[[ Data provided open ]]
use std::sync::Arc;

use itertools::Itertools;
use rand::Rng;
use strum::{EnumCount, IntoEnumIterator};

use crate::{
    error::{AgentError, EnvError, RebalancerResult},
    gym::rebalance::action::{ActionId, Orders, TradeAction},
};

/// Largest universe for which the joint action table is materialized (`3^10 = 59_049`).
pub const MAX_UNITS: usize = 10;

/// The finite enumeration of joint rebalancing actions.
///
/// Index `k` maps to the base-3 expansion of `k` over the units, most significant unit first:
/// for three units `0 -> [sell, sell, sell]`, `1 -> [sell, sell, hold]`, `5 -> [sell, hold, buy]`.
/// The table is built once and shared, so decoding is a lookup.
#[derive(Debug, Clone)]
pub struct ActionSpace {
    n_units: usize,
    table: Arc<[Orders]>,
}

impl ActionSpace {
    pub fn new(n_units: usize) -> RebalancerResult<Self> {
        if n_units == 0 || n_units > MAX_UNITS {
            return Err(EnvError::InvalidConfig(format!(
                "Action space supports 1..={MAX_UNITS} units, got {n_units}"
            ))
            .into());
        }

        let table = (0..n_units)
            .map(|_| TradeAction::iter())
            .multi_cartesian_product()
            .map(Orders)
            .collect::<Arc<[_]>>();

        Ok(Self { n_units, table })
    }

    /// Number of joint actions, `3^G`.
    pub fn len(&self) -> usize {
        self.table.len()
    }

    pub fn is_empty(&self) -> bool {
        self.table.is_empty()
    }

    pub fn n_units(&self) -> usize {
        self.n_units
    }

    pub fn contains(&self, action: ActionId) -> bool {
        action.0 < self.len()
    }

    /// Translate a flat index into per-unit orders.
    pub fn decode(&self, action: ActionId) -> RebalancerResult<&Orders> {
        self.table.get(action.0).ok_or_else(|| {
            EnvError::InvalidAction {
                action: action.0,
                size: self.len(),
            }
            .into()
        })
    }

    /// Inverse of [`ActionSpace::decode`].
    pub fn encode(&self, orders: &Orders) -> RebalancerResult<ActionId> {
        if orders.len() != self.n_units {
            return Err(AgentError::ShapeMismatch {
                context: "action encoding",
                expected: self.n_units,
                actual: orders.len(),
            }
            .into());
        }

        let index = orders
            .0
            .iter()
            .fold(0, |acc, a| acc * TradeAction::COUNT + a.digit());
        Ok(ActionId(index))
    }

    /// The joint action that holds every unit.
    pub fn hold_all(&self) -> ActionId {
        // Every digit is `Hold`, i.e. (3^G - 1) / 2.
        ActionId((self.len() - 1) / 2)
    }

    /// Draw a joint action uniformly at random.
    pub fn sample<R: Rng>(&self, rng: &mut R) -> ActionId {
        ActionId(rng.random_range(0..self.len()))
    }

    pub fn iter(&self) -> impl Iterator<Item = (ActionId, &Orders)> {
        self.table.iter().enumerate().map(|(i, o)| (ActionId(i), o))
    }
}

#[cfg(test)]
mod tests {
    use std::collections::HashSet;

    use rand::{SeedableRng, rngs::StdRng};

    use super::*;
    use crate::gym::rebalance::action::TradeAction::{Buy, Hold, Sell};

    #[test]
    fn test_size_is_three_to_the_power_of_units() {
        for g in 1..=5 {
            let space = ActionSpace::new(g).unwrap();
            assert_eq!(space.len(), 3usize.pow(g as u32));
            assert_eq!(space.n_units(), g);
        }
    }

    #[test]
    fn test_lexicographic_order_most_significant_unit_first() {
        let space = ActionSpace::new(3).unwrap();

        assert_eq!(space.decode(ActionId(0)).unwrap().0, vec![Sell, Sell, Sell]);
        assert_eq!(space.decode(ActionId(1)).unwrap().0, vec![Sell, Sell, Hold]);
        assert_eq!(space.decode(ActionId(2)).unwrap().0, vec![Sell, Sell, Buy]);
        assert_eq!(space.decode(ActionId(3)).unwrap().0, vec![Sell, Hold, Sell]);
        assert_eq!(space.decode(ActionId(21)).unwrap().0, vec![Buy, Sell, Sell]);
        assert_eq!(space.decode(ActionId(26)).unwrap().0, vec![Buy, Buy, Buy]);
    }

    #[test]
    fn test_encoding_is_a_bijection() {
        for g in 1..=4 {
            let space = ActionSpace::new(g).unwrap();
            let mut seen = HashSet::new();

            for (id, orders) in space.iter() {
                assert_eq!(orders.len(), g);
                assert!(seen.insert(orders.clone()), "Duplicate orders for {id:?}");
                assert_eq!(space.encode(orders).unwrap(), id, "Roundtrip failed");
            }

            assert_eq!(seen.len(), space.len());
        }
    }

    #[test]
    fn test_hold_all_index() {
        let space = ActionSpace::new(3).unwrap();
        let hold = space.hold_all();

        assert_eq!(hold, ActionId(13));
        assert_eq!(space.decode(hold).unwrap(), &Orders::hold_all(3));
    }

    #[test]
    fn test_decode_out_of_range_is_rejected() {
        let space = ActionSpace::new(2).unwrap();

        assert!(space.contains(ActionId(8)));
        assert!(!space.contains(ActionId(9)));
        assert!(space.decode(ActionId(9)).is_err());
    }

    #[test]
    fn test_encode_rejects_wrong_length() {
        let space = ActionSpace::new(3).unwrap();
        let orders = Orders::from(vec![Buy, Hold]);

        assert!(space.encode(&orders).is_err());
    }

    #[test]
    fn test_unit_count_bounds() {
        assert!(ActionSpace::new(0).is_err());
        assert!(ActionSpace::new(MAX_UNITS + 1).is_err());
    }

    #[test]
    fn test_sample_stays_in_range() {
        let space = ActionSpace::new(3).unwrap();
        let mut rng = StdRng::seed_from_u64(7);

        for _ in 0..1_000 {
            assert!(space.contains(space.sample(&mut rng)));
        }
    }
}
[[ Data provided closed ]]
* [About this exercise] Read the records above. Show each line that has the string "AgentError".

* [Solution for this exercise]
    error::{AgentError, EnvError, RebalancerResult},
            return Err(AgentError::ShapeMismatch {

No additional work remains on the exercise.